Das Produktsortiment von Henriot umfasst mehrere Cuvées, die das Haus in die Kategorien „Signature“, „Exceptional“ und „Rare“ einteilt. Zu den „Signature“-Cuvées gehört der „Brut Souverain“, der den Stil des Hauses in seiner Non-Vintage-Reihe „Blanc de Blancs“ sowie bei den Non-Vintage-Roséweinen verkörpert. Zu den außergewöhnlichen Cuvées gehören der Millésime-Rosé, der Millésime und als Krönung des Sortiments die „Cuvée des Enchanteleurs“, die nur in besonders außergewöhnlichen Jahrgängen produziert wird. Darüber hinaus gibt es seltene Weine, die in tiefen Kellern gelagert und nur gelegentlich auf den Markt gebracht werden. Aus diesem Sortiment stammen die folgenden Weine: – „Cuvée 38 La Réserve Perpétuelle Grand Cru Blanc de Blancs Brut“ (ohne Jahrgang) „Cuvée 38“ ist im Wesentlichen eine „ewige Reserve“, die aus einem einzigen Tank stammt (Cuvée 38) stammt. Seit mehreren Jahrzehnten wird diesem Tank jährlich Grand-Cru-Chardonnay hinzugefügt, der mit früheren Jahrgängen verschnitten wird. Dieser Wein, der zu 100 % aus Chardonnay und zu 100 % aus Grand-Cru-Trauben hergestellt wird, verkörpert die Philosophie des Hauses Henriot in Bezug auf Reserveweine. Wenn Sie verstehen möchten, was Henriot meint, wenn es von „Zeit“ als „Rohstoff“ spricht, dann ist diese Flasche die perfekte Wahl für Sie.


Häufig gestellte Fragen

Befindet sich Henriot noch in Familienbesitz?

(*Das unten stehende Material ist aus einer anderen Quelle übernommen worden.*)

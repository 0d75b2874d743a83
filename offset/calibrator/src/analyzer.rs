//! Round-trip offset analysis
//!
//! Splits every logged exchange into its outbound and return legs, keeps
//! only exchanges whose legs are nearly symmetric, and reports the bounds
//! the accepted offsets converge to.
//!
//! Successive exchanges share one uncorrected counter, so responder
//! timestamps are shifted by the offset of the most recently accepted
//! exchange before the legs are derived. The state is an explicit
//! accumulator folded over the log; independent logs can be analyzed in
//! parallel.

use crate::error::{CalibrationError, Result};
use log::debug;
use ordo_common::{RawSample, RATIO_ACCEPT_MAX, RATIO_ACCEPT_MIN};
use serde::{Deserialize, Serialize};
use std::{collections::BTreeMap, fs, path::Path};

/// Why an exchange is not causally consistent
#[derive(Serialize, Deserialize, Debug, Clone, Copy, PartialEq, Eq)]
#[serde(rename_all = "snake_case")]
pub enum AnomalyKind {
    /// Corrected responder arrival precedes the requester departure
    NonPositiveOutbound,
    /// Requester arrival precedes the corrected responder departure
    NonPositiveReturn,
}

/// Exchange with a zero or negative leg; excluded from acceptance
#[derive(Serialize, Deserialize, Debug, Clone, PartialEq)]
pub struct DataIntegrityAnomaly {
    /// Position in the log
    pub index: usize,
    pub kind: AnomalyKind,
    pub outbound: f64,
    pub return_leg: f64,
}

/// Legs and derived metrics of one exchange
#[derive(Debug, Clone, Copy, PartialEq)]
pub struct ExchangeMetrics {
    pub outbound: f64,
    pub return_leg: f64,
    /// Half the leg difference: responder clock minus requester clock
    pub offset: f64,
    /// `outbound * 100 / return`, truncated; undefined for a zero return leg
    pub ratio: Option<i64>,
    /// Uncorrected responder arrival minus requester departure
    pub rtt: i64,
}

impl ExchangeMetrics {
    /// Derive the metrics with responder timestamps shifted by `correction`
    pub fn derive(sample: &RawSample, correction: f64) -> Self {
        // Differences stay in i64; raw counters exceed f64's 53-bit mantissa
        let outbound = (sample.arrival1 - sample.departure1) as f64 - correction;
        let return_leg = (sample.arrival2 - sample.departure2) as f64 + correction;
        let ratio = (return_leg != 0.0).then(|| (outbound * 100.0 / return_leg) as i64);

        Self {
            outbound,
            return_leg,
            offset: (outbound - return_leg) / 2.0,
            ratio,
            rtt: sample.arrival1 - sample.departure1,
        }
    }

    fn anomaly(&self) -> Option<AnomalyKind> {
        if self.outbound <= 0.0 {
            Some(AnomalyKind::NonPositiveOutbound)
        } else if self.return_leg <= 0.0 {
            Some(AnomalyKind::NonPositiveReturn)
        } else {
            None
        }
    }
}

/// Whether a symmetry ratio lies in the acceptance band
pub fn ratio_accepted(ratio: i64) -> bool {
    (RATIO_ACCEPT_MIN..=RATIO_ACCEPT_MAX).contains(&ratio)
}

/// Outcome of analyzing one log
#[derive(Serialize, Deserialize, Debug, Clone, Default, PartialEq)]
pub struct AnalysisResult {
    /// Smallest accepted offset; `None` when nothing was accepted
    pub offset_min: Option<f64>,
    /// Largest accepted offset; `None` when nothing was accepted
    pub offset_max: Option<f64>,
    /// Smallest uncorrected ping transit over all exchanges
    pub min_rtt: Option<i64>,
    /// Symmetry ratio → exchange count, every exchange with a defined ratio
    pub ratio_histogram: BTreeMap<i64, u64>,
    pub total: usize,
    pub accepted: usize,
    pub anomalies: Vec<DataIntegrityAnomaly>,
}

/// Fold accumulator
#[derive(Debug, Default)]
struct AnalysisState {
    correction: f64,
    result: AnalysisResult,
}

impl AnalysisState {
    fn observe(mut self, index: usize, sample: &RawSample) -> Self {
        let metrics = ExchangeMetrics::derive(sample, self.correction);
        let result = &mut self.result;

        result.total += 1;
        result.min_rtt = Some(result.min_rtt.map_or(metrics.rtt, |m| m.min(metrics.rtt)));
        if let Some(ratio) = metrics.ratio {
            *result.ratio_histogram.entry(ratio).or_insert(0) += 1;
        }

        if let Some(kind) = metrics.anomaly() {
            debug!(
                "exchange {}: {:?} (outbound {}, return {})",
                index, kind, metrics.outbound, metrics.return_leg
            );
            result.anomalies.push(DataIntegrityAnomaly {
                index,
                kind,
                outbound: metrics.outbound,
                return_leg: metrics.return_leg,
            });
            return self;
        }

        if metrics.ratio.is_some_and(ratio_accepted) {
            result.accepted += 1;
            let offset = metrics.offset;
            result.offset_min = Some(result.offset_min.map_or(offset, |m| m.min(offset)));
            result.offset_max = Some(result.offset_max.map_or(offset, |m| m.max(offset)));
            self.correction = metrics.offset;
        }
        self
    }
}

/// Analyze a log of exchanges
pub fn analyze(samples: &[RawSample]) -> AnalysisResult {
    samples
        .iter()
        .enumerate()
        .fold(AnalysisState::default(), |state, (index, sample)| {
            state.observe(index, sample)
        })
        .result
}

/// Parse a raw sample log, one exchange per line; blank lines are skipped
pub fn parse_log(text: &str) -> Result<Vec<RawSample>> {
    text.lines()
        .enumerate()
        .filter(|(_, line)| !line.trim().is_empty())
        .map(|(number, line)| {
            line.parse::<RawSample>().map_err(|e| {
                CalibrationError::InvalidInput(format!("line {}: {}", number + 1, e))
            })
        })
        .collect()
}

/// Read and parse a raw sample log file
pub fn read_log(path: &Path) -> Result<Vec<RawSample>> {
    let text = fs::read_to_string(path).map_err(|e| CalibrationError::io(path, e))?;
    parse_log(&text)
}

#[cfg(test)]
mod tests {
    use super::*;

    const LEG: i64 = 1000;

    /// Exchange whose legs, under `correction`, are `out` and `ret`
    fn exchange(t0: i64, correction: i64, out: i64, ret: i64) -> RawSample {
        let arrival1 = t0 + out + correction;
        let departure2 = arrival1 + 40;
        RawSample {
            requester: 0,
            responder: 1,
            departure1: t0,
            arrival1,
            departure2,
            arrival2: departure2 - correction + ret,
        }
    }

    /// Symmetric-enough exchange with the given offset
    fn with_offset(t0: i64, correction: i64, offset: i64) -> RawSample {
        exchange(t0, correction, LEG + offset, LEG - offset)
    }

    #[test]
    fn test_exchange_metrics() {
        let metrics = ExchangeMetrics::derive(&exchange(500, 0, 1010, 990), 0.0);
        assert_eq!(metrics.outbound, 1010.0);
        assert_eq!(metrics.return_leg, 990.0);
        assert_eq!(metrics.offset, 10.0);
        assert_eq!(metrics.ratio, Some(102));
        assert_eq!(metrics.rtt, 1010);
    }

    #[test]
    fn test_large_counter_base_keeps_exact_legs() {
        // Three years of uptime at 1 GHz, well past 2^53
        let base = 94_608_000_000_000_001;
        let first = exchange(base, 0, 1010, 990);
        let metrics = ExchangeMetrics::derive(&first, 0.0);
        assert_eq!(metrics.outbound, 1010.0);
        assert_eq!(metrics.return_leg, 990.0);
        assert_eq!(metrics.offset, 10.0);
        assert_eq!(metrics.ratio, Some(102));

        let second = exchange(base + 5000, 10, 1005, 995);
        let result = analyze(&[first, second]);
        assert_eq!(result.accepted, 2);
        assert_eq!(result.offset_min, Some(5.0));
        assert_eq!(result.offset_max, Some(10.0));
        assert_eq!(result.ratio_histogram.get(&102), Some(&1));
        assert_eq!(result.ratio_histogram.get(&101), Some(&1));
        assert_eq!(result.min_rtt, Some(1010));
    }

    #[test]
    fn test_ratio_band_is_inclusive() {
        assert!(!ratio_accepted(96));
        assert!(ratio_accepted(97));
        assert!(ratio_accepted(100));
        assert!(ratio_accepted(103));
        assert!(!ratio_accepted(104));
    }

    #[test]
    fn test_ratio_100_accepted() {
        let result = analyze(&[exchange(0, 0, 1000, 1000)]);
        assert_eq!(result.accepted, 1);
        assert_eq!(result.offset_min, Some(0.0));
        assert_eq!(result.ratio_histogram.get(&100), Some(&1));
    }

    #[test]
    fn test_ratio_104_counted_but_not_accepted() {
        let result = analyze(&[exchange(0, 0, 1040, 1000)]);
        assert_eq!(result.accepted, 0);
        assert_eq!(result.offset_min, None);
        assert_eq!(result.offset_max, None);
        assert_eq!(result.ratio_histogram.get(&104), Some(&1));
        assert_eq!(result.total, 1);
    }

    #[test]
    fn test_accepted_offsets_with_one_asymmetric_exchange() {
        // Each accepted exchange is built against the correction left by
        // the previous accepted one
        let samples = vec![
            with_offset(0, 0, 10),
            with_offset(10_000, 10, 12),
            exchange(20_000, 12, 1200, 800),
            with_offset(30_000, 12, 11),
            with_offset(40_000, 11, 13),
            with_offset(50_000, 13, 10),
        ];

        let result = analyze(&samples);

        assert_eq!(result.total, 6);
        assert_eq!(result.accepted, 5);
        assert_eq!(result.offset_min, Some(10.0));
        assert_eq!(result.offset_max, Some(13.0));
        assert_eq!(result.ratio_histogram.get(&150), Some(&1));
        assert_eq!(result.ratio_histogram.get(&102), Some(&5));
        assert!(result.anomalies.is_empty());
        assert_eq!(result.min_rtt, Some(LEG + 10));
    }

    #[test]
    fn test_negative_leg_is_flagged_not_accepted() {
        // Outbound -1000, return -1000: ratio 100, yet clocks went backwards
        let backwards = exchange(0, 0, -1000, -1000);
        let result = analyze(&[backwards, with_offset(10_000, 0, 10)]);

        assert_eq!(result.anomalies.len(), 1);
        assert_eq!(result.anomalies[0].index, 0);
        assert_eq!(result.anomalies[0].kind, AnomalyKind::NonPositiveOutbound);
        assert_eq!(result.accepted, 1);
        assert_eq!(result.offset_min, Some(10.0));
        assert_eq!(result.ratio_histogram.get(&100), Some(&1));
        assert_eq!(result.ratio_histogram.get(&102), Some(&1));
    }

    #[test]
    fn test_zero_return_leg_has_no_ratio() {
        let result = analyze(&[exchange(0, 0, 1000, 0)]);
        assert_eq!(result.anomalies.len(), 1);
        assert_eq!(result.anomalies[0].kind, AnomalyKind::NonPositiveReturn);
        assert!(result.ratio_histogram.is_empty());
        assert_eq!(result.total, 1);
    }

    #[test]
    fn test_rejected_exchange_keeps_correction() {
        // The rejected exchange must not move the correction: the next
        // exchange is built against the correction of the first one
        let samples = vec![
            with_offset(0, 0, 14),
            exchange(10_000, 14, 1500, 1000),
            with_offset(20_000, 14, 5),
        ];
        let result = analyze(&samples);
        assert_eq!(result.accepted, 2);
        assert_eq!(result.offset_min, Some(5.0));
        assert_eq!(result.offset_max, Some(14.0));
    }

    #[test]
    fn test_empty_log() {
        let result = analyze(&[]);
        assert_eq!(result, AnalysisResult::default());
    }

    #[test]
    fn test_parse_log() {
        let text = "0 1 100 1150 1190 2170\n\n0 1 3000 4010 4050 5040\n";
        let samples = parse_log(text).unwrap();
        assert_eq!(samples.len(), 2);
        assert_eq!(samples[1].departure1, 3000);

        match parse_log("0 1 100 1150 1190 2170\n0 1 2 3\n") {
            Err(CalibrationError::InvalidInput(msg)) => assert!(msg.starts_with("line 2")),
            other => panic!("expected invalid input, got {:?}", other),
        }
    }
}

Ja. Das Haus befindet sich seit seiner Gründung im Jahr 1808 im Familienbesitz der Familie Henriot, wobei es 1994 zu einer Neuausrichtung kam, als Joseph Henriot Veuve Clicquot verließ, um das Unternehmen selbst zu leiten.

Wo hat Henriot seinen Sitz?

In Reims, im Norden der Champagne. Das Anwesen „Les Aulnois“ liegt südlich von Épernay in der Nähe der Côte des Blancs.

Wofür ist Henriot am bekanntesten?

Chardonnay-dominierte, präzise Champagner aus überwiegend Grand- und Premier-Cru-Lagen sowie eine sehr tief verwurzelte Tradition der Reserveweine, für die die „Cuve 38“ als ständige Reserve das deutlichste Beispiel ist.

Besitzt Henriot Weinberge außerhalb der Champagne?

Die Familie Henriot besitzt „Bouchard Père & Fils“ und das „Château de Poncié“ in Burgund sowie „William Fèvre“ in Chablis, doch handelt es sich hierbei um eigenständige Weingüter, die nicht zum Champagnerhaus gehören.